## Task instructions
Nothing is to be altered. Print each record in full.

Collected data entries
Content starts

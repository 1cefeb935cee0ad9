//! Shared domain types, configuration, and storage contracts for newsdesk.

pub mod app_config;
pub mod article;
pub mod category;
pub mod config;
pub mod digest;
pub mod sources;
pub mod store;

pub use app_config::{AppConfig, Environment};
pub use article::{identity_key, ArticleRecord};
pub use category::CategoryLabel;
pub use config::{load_app_config, load_app_config_from_env};
pub use digest::{DigestRecord, PreferenceScore};
pub use sources::{
    default_sources, load_sources, load_sources_or_default, FeedSource, FieldMapping,
    KeyedApiSource, SourceConfig, SourcesFile,
};
pub use store::{ArticleStore, DigestInsert, DigestStore, PreferenceStore, StoreError};

use thiserror::Error;

#[derive(Debug, Error)]
pub enum ConfigError {
    #[error("missing required environment variable: {0}")]
    MissingEnvVar(String),

    #[error("invalid value for {var}: {reason}")]
    InvalidEnvVar { var: String, reason: String },

    #[error("failed to read sources file {path}: {source}")]
    SourcesFileIo {
        path: String,
        #[source]
        source: std::io::Error,
    },

    #[error("failed to parse sources file: {0}")]
    SourcesFileParse(#[from] serde_yaml::Error),

    #[error("sources validation failed: {0}")]
    Validation(String),

    #[error("unknown category: {0}")]
    UnknownCategory(String),
}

Content ends

## Exercise output
repository 1cefeb935cee0ad9
//! Shared domain types, configuration, and storage contracts for newsdesk.

pub mod app_config;
pub mod article;
pub mod category;
pub mod config;
pub mod digest;
pub mod sources;
pub mod store;

pub use app_config::{AppConfig, Environment};
pub use article::{identity_key, ArticleRecord};
pub use category::CategoryLabel;
pub use config::{load_app_config, load_app_config_from_env};
pub use digest::{DigestRecord, PreferenceScore};
pub use sources::{
    default_sources, load_sources, load_sources_or_default, FeedSource, FieldMapping,
    KeyedApiSource, SourceConfig, SourcesFile,
};
pub use store::{ArticleStore, DigestInsert, DigestStore, PreferenceStore, StoreError};

use thiserror::Error;

#[derive(Debug, Error)]
pub enum ConfigError {
    #[error("missing required environment variable: {0}")]
    MissingEnvVar(String),

    #[error("invalid value for {var}: {reason}")]
    InvalidEnvVar { var: String, reason: String },

    #[error("failed to read sources file {path}: {source}")]
    SourcesFileIo {
        path: String,
        #[source]
        source: std::io::Error,
    },

    #[error("failed to parse sources file: {0}")]
    SourcesFileParse(#[from] serde_yaml::Error),

    #[error("sources validation failed: {0}")]
    Validation(String),

    #[error("unknown category: {0}")]
    UnknownCategory(String),
}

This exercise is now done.